Eastwood, 80, has not premiered a film at the Toronto International Film Festival since 1990, when he was here with White Hunter Black Heart.
He said there’s no particular reason why he finally decided to return to Toronto, noting simply that the fest here is “well thought of” and that “it seemed like the thing to do.”
“I’m glad to be here because you do get a lot of people who are very interested in cinema here in Toronto and that’s nice,” he said.
Hereafter stars Matt Damon as a blue-collar worker with a special connection to the afterlife. Three parallel storylines unfold in London, San Francisco and France, all involving characters who have lost loved ones or had brushes with death.
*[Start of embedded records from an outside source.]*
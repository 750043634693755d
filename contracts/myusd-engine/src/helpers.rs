use soroban_sdk::{log, token, Address, Env, U256};

use crate::errors::Error;
use crate::storage::{read_address, DataKey, PriceOracleClient, StablecoinClient};

/// `a * b / denominator` with a 256-bit intermediate product, floor rounding.
pub fn mul_div(env: &Env, a: u128, b: u128, denominator: u128) -> Result<u128, Error> {
    if denominator == 0 {
        return Err(Error::MathOverflow);
    }
    U256::from_u128(env, a)
        .mul(&U256::from_u128(env, b))
        .div(&U256::from_u128(env, denominator))
        .to_u128()
        .ok_or(Error::MathOverflow)
}

/// Same as `mul_div` but clamps an oversized quotient to `u128::MAX`.
pub fn mul_div_saturating(env: &Env, a: u128, b: u128, denominator: u128) -> u128 {
    if denominator == 0 {
        return u128::MAX;
    }
    U256::from_u128(env, a)
        .mul(&U256::from_u128(env, b))
        .div(&U256::from_u128(env, denominator))
        .to_u128()
        .unwrap_or(u128::MAX)
}

pub fn to_i128(amount: u128) -> Result<i128, Error> {
    i128::try_from(amount).map_err(|_| Error::MathOverflow)
}

pub fn oracle_price(env: &Env) -> Result<u128, Error> {
    let oracle = read_address(env, &DataKey::Oracle)?;
    Ok(PriceOracleClient::new(env, &oracle).get_price())
}

pub fn stablecoin_client(env: &Env) -> Result<StablecoinClient<'_>, Error> {
    let stablecoin = read_address(env, &DataKey::Stablecoin)?;
    Ok(StablecoinClient::new(env, &stablecoin))
}

/// Checks that `owner` holds `amount` MyUSD and lets the engine burn it.
pub fn ensure_burnable(
    env: &Env,
    stablecoin: &StablecoinClient,
    owner: &Address,
    amount: u128,
) -> Result<i128, Error> {
    let amount = to_i128(amount)?;
    if stablecoin.balance(owner) < amount {
        return Err(Error::InsufficientBalance);
    }
    if stablecoin.allowance(owner, &env.current_contract_address()) < amount {
        return Err(Error::InsufficientAllowance);
    }
    Ok(amount)
}

/// Burn through the engine's allowance; callers run `ensure_burnable` first.
pub fn burn_stablecoin(
    env: &Env,
    stablecoin: &StablecoinClient,
    owner: &Address,
    amount: u128,
) -> Result<(), Error> {
    if amount == 0 {
        return Ok(());
    }
    stablecoin.burn_from(&env.current_contract_address(), owner, &to_i128(amount)?);
    Ok(())
}

/// Pull `amount` collateral from `from` into the engine.
pub fn receive_collateral(env: &Env, from: &Address, amount: u128) -> Result<(), Error> {
    let token_address = read_address(env, &DataKey::CollateralToken)?;
    let token_client = token::Client::new(env, &token_address);
    token_client.transfer(from, &env.current_contract_address(), &to_i128(amount)?);
    Ok(())
}

/// Send `amount` collateral out of the engine; a failed transfer is reported
/// as `TransferFailed` so the caller's invocation rolls back.
pub fn send_collateral(env: &Env, to: &Address, amount: u128) -> Result<(), Error> {
    if amount == 0 {
        return Ok(());
    }
    let token_address = read_address(env, &DataKey::CollateralToken)?;
    let token_client = token::Client::new(env, &token_address);
    let amount_i128 = to_i128(amount)?;
    match token_client.try_transfer(&env.current_contract_address(), to, &amount_i128) {
        Ok(Ok(_)) => Ok(()),
        _ => {
            log!(env, "collateral transfer failed", to.clone(), amount);
            Err(Error::TransferFailed)
        }
    }
}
The film opens with a spectacular rendering of a tsunami (Eastwood’s biggest foray into special effects to date), but after that mind-blowing sequence, the story unfolds at a slow and thoughtful pace.
Eastwood said he is drawn to that type of measured storytelling.
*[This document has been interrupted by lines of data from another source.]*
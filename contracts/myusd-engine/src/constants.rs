pub const PRECISION: u128 = 1_000_000_000_000_000_000u128; // 1e18
pub const COLLATERAL_RATIO_THRESHOLD: u128 = 150; // percent
pub const LIQUIDATOR_REWARD_RATE: u128 = 10; // percent
pub const PERCENT: u128 = 100;
pub const BASIS_POINTS: u128 = 10_000;
pub const SECONDS_PER_YEAR: u128 = 365 * 24 * 60 * 60;
pub const MAX_POSITION_RATIO: u128 = u128::MAX;
pub const TTL_THRESHOLD: u32 = 100_000;
pub const TTL_EXTEND_TO: u32 = 200_000;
“In this MTV generation that we live in, I think it’s something that I still like to embrace,” he said.
“That we actually unfold the stories and get to know the people and get to know a little more detail about them, rather than play to the common denominator or the lack of attention span that sometimes people feel goes on now.”
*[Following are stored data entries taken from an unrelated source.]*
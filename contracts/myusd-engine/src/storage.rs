use soroban_sdk::{contracttype, Address, Env};

use crate::constants::{TTL_EXTEND_TO, TTL_THRESHOLD};
use crate::errors::Error;

#[soroban_sdk::contractclient(name = "PriceOracleClient")]
pub trait PriceOracle {
    /// Stablecoin per collateral unit, scaled 1e18.
    fn get_price(env: Env) -> u128;
}

#[soroban_sdk::contractclient(name = "StablecoinClient")]
pub trait Stablecoin {
    fn mint_to(env: Env, to: Address, amount: i128);
    fn burn_from(env: Env, spender: Address, from: Address, amount: i128);
    fn balance(env: Env, id: Address) -> i128;
    fn allowance(env: Env, owner: Address, spender: Address) -> i128;
}

#[soroban_sdk::contractclient(name = "SavingsModuleClient")]
pub trait SavingsModule {
    /// Savings rate in basis points.
    fn savings_rate(env: Env) -> u32;
}

// Storage key types for the engine
#[contracttype]
pub enum DataKey {
    Initialized,         // bool
    Admin,               // Address
    RateController,      // Address
    CollateralToken,     // Address (base asset token contract)
    Stablecoin,          // Address (MyUSD ledger)
    Oracle,              // Address
    SavingsModule,       // Address
    BorrowRate,          // u32, basis points per year
    TotalDebtShares,     // u128
    DebtExchangeRate,    // u128, scaled 1e18
    LastAccrualTime,     // u64
    Collateral(Address), // u128 collateral units per account
    DebtShares(Address), // u128 debt shares per account
}

#[contracttype]
#[derive(Clone, Debug, Eq, PartialEq)]
pub struct EngineConfig {
    pub admin: Address,
    pub rate_controller: Address,
    pub collateral_token: Address,
    pub stablecoin: Address,
    pub oracle: Address,
    pub savings_module: Address,
    pub borrow_rate: u32,
}

/// Snapshot of one account, valued at the projected exchange rate.
#[contracttype]
#[derive(Clone, Debug, Eq, PartialEq)]
pub struct Position {
    pub collateral: u128,
    pub debt_shares: u128,
    pub debt_value: u128,
    pub collateral_value: u128,
    pub ratio: u128,
    pub liquidatable: bool,
}

pub fn is_initialized(env: &Env) -> bool {
    env.storage()
        .persistent()
        .get::<_, bool>(&DataKey::Initialized)
        .unwrap_or(false)
}

pub fn ensure_initialized(env: &Env) -> Result<(), Error> {
    if !is_initialized(env) {
        return Err(Error::NotInitialized);
    }
    bump_core_ttl(env);
    Ok(())
}

pub fn read_address(env: &Env, key: &DataKey) -> Result<Address, Error> {
    env.storage()
        .persistent()
        .get(key)
        .ok_or(Error::NotInitialized)
}

pub fn write_address(env: &Env, key: &DataKey, addr: &Address) {
    env.storage().persistent().set(key, addr);
}

pub fn read_config(env: &Env) -> Result<EngineConfig, Error> {
    Ok(EngineConfig {
        admin: read_address(env, &DataKey::Admin)?,
        rate_controller: read_address(env, &DataKey::RateController)?,
        collateral_token: read_address(env, &DataKey::CollateralToken)?,
        stablecoin: read_address(env, &DataKey::Stablecoin)?,
        oracle: read_address(env, &DataKey::Oracle)?,
        savings_module: read_address(env, &DataKey::SavingsModule)?,
        borrow_rate: borrow_rate(env),
    })
}

pub fn borrow_rate(env: &Env) -> u32 {
    env.storage()
        .persistent()
        .get(&DataKey::BorrowRate)
        .unwrap_or(0u32)
}

pub fn write_borrow_rate(env: &Env, rate: u32) {
    env.storage().persistent().set(&DataKey::BorrowRate, &rate);
}

pub fn total_debt_shares(env: &Env) -> u128 {
    env.storage()
        .persistent()
        .get(&DataKey::TotalDebtShares)
        .unwrap_or(0u128)
}

pub fn set_total_debt_shares(env: &Env, value: u128) {
    env.storage()
        .persistent()
        .set(&DataKey::TotalDebtShares, &value);
}

pub fn debt_exchange_rate(env: &Env) -> Result<u128, Error> {
    env.storage()
        .persistent()
        .get(&DataKey::DebtExchangeRate)
        .ok_or(Error::NotInitialized)
}

pub fn set_debt_exchange_rate(env: &Env, rate: u128) {
    env.storage()
        .persistent()
        .set(&DataKey::DebtExchangeRate, &rate);
}

pub fn last_accrual_time(env: &Env) -> Result<u64, Error> {
    env.storage()
        .persistent()
        .get(&DataKey::LastAccrualTime)
        .ok_or(Error::NotInitialized)
}

pub fn set_last_accrual_time(env: &Env, timestamp: u64) {
    env.storage()
        .persistent()
        .set(&DataKey::LastAccrualTime, &timestamp);
}

pub fn collateral_of(env: &Env, account: &Address) -> u128 {
    let key = DataKey::Collateral(account.clone());
    bump_key_ttl(env, &key);
    env.storage().persistent().get(&key).unwrap_or(0u128)
}

pub fn set_collateral(env: &Env, account: &Address, amount: u128) {
    let key = DataKey::Collateral(account.clone());
    if amount == 0 {
        env.storage().persistent().remove(&key);
        return;
    }
    env.storage().persistent().set(&key, &amount);
    bump_key_ttl(env, &key);
}

pub fn debt_shares_of(env: &Env, account: &Address) -> u128 {
    let key = DataKey::DebtShares(account.clone());
    bump_key_ttl(env, &key);
    env.storage().persistent().get(&key).unwrap_or(0u128)
}

pub fn set_debt_shares(env: &Env, account: &Address, shares: u128) {
    let key = DataKey::DebtShares(account.clone());
    if shares == 0 {
        env.storage().persistent().remove(&key);
        return;
    }
    env.storage().persistent().set(&key, &shares);
    bump_key_ttl(env, &key);
}

fn bump_key_ttl(env: &Env, key: &DataKey) {
    let persistent = env.storage().persistent();
    if persistent.has(key) {
        persistent.extend_ttl(key, TTL_THRESHOLD, TTL_EXTEND_TO);
    }
}

pub fn bump_core_ttl(env: &Env) {
    bump_key_ttl(env, &DataKey::Initialized);
    bump_key_ttl(env, &DataKey::Admin);
    bump_key_ttl(env, &DataKey::RateController);
    bump_key_ttl(env, &DataKey::CollateralToken);
    bump_key_ttl(env, &DataKey::Stablecoin);
    bump_key_ttl(env, &DataKey::Oracle);
    bump_key_ttl(env, &DataKey::SavingsModule);
}

pub fn bump_debt_state_ttl(env: &Env) {
    bump_key_ttl(env, &DataKey::BorrowRate);
    bump_key_ttl(env, &DataKey::TotalDebtShares);
    bump_key_ttl(env, &DataKey::DebtExchangeRate);
    bump_key_ttl(env, &DataKey::LastAccrualTime);
}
Damon’s character is at the centre of the film — a no-nonsense psychic who regards his powers as a curse rather than a gift.
Eastwood and Damon forged a bond while filming the 2009 apartheid drama Invictus.
Asked why he wanted to work with the actor again, Eastwood joked: “I’ve asked myself that question many times,” before adding that he’s long been a fan of Damon’s work.
After a long and varied acting career, Eastwood, of course, has become a prolific director in recent years, helming Oscar contenders including Mystic River, Million Dollar Baby and Flags of Our Fathers.
Still, the plain-spoken movie-maker — who could be heard playing piano in the hotel lobby before a series of media interviews — gave little insight when asked how he creates such cinematic magic, chalking it up to “intuition.”
Damon said Eastwood just makes it look easy.
“I think it’s like any great artist or musician. It seems very simple and of course it’s not because it’s years of plying his trade…. Things feel intuitive but they’re not.”
Asked what he learned from working with Eastwood, however, Damon begged off.
“Too numerous to count,” he said. “TNTC.”
“The great thing about making movies is you can’t perfect it,” he added. “It’s like golf or one of those things. It’s just really fun because you learn something every single time out, whether it’s working with a great director or whether it’s working with a schmo, and you learn what not to do.”
The weighty subject matter of “Hereafter” has many observers suggesting that Eastwood is contemplating his own mortality. The director, however, said he doesn’t really have any theories about the afterlife.
“I’ve talked to people who claim to have had near-death experiences and they paint a similar picture, but I don’t know. I mean I just haven’t been there,” he said.
“And I don’t intend to go there before my time.”
“Hereafter” is slated for release on Oct. 22.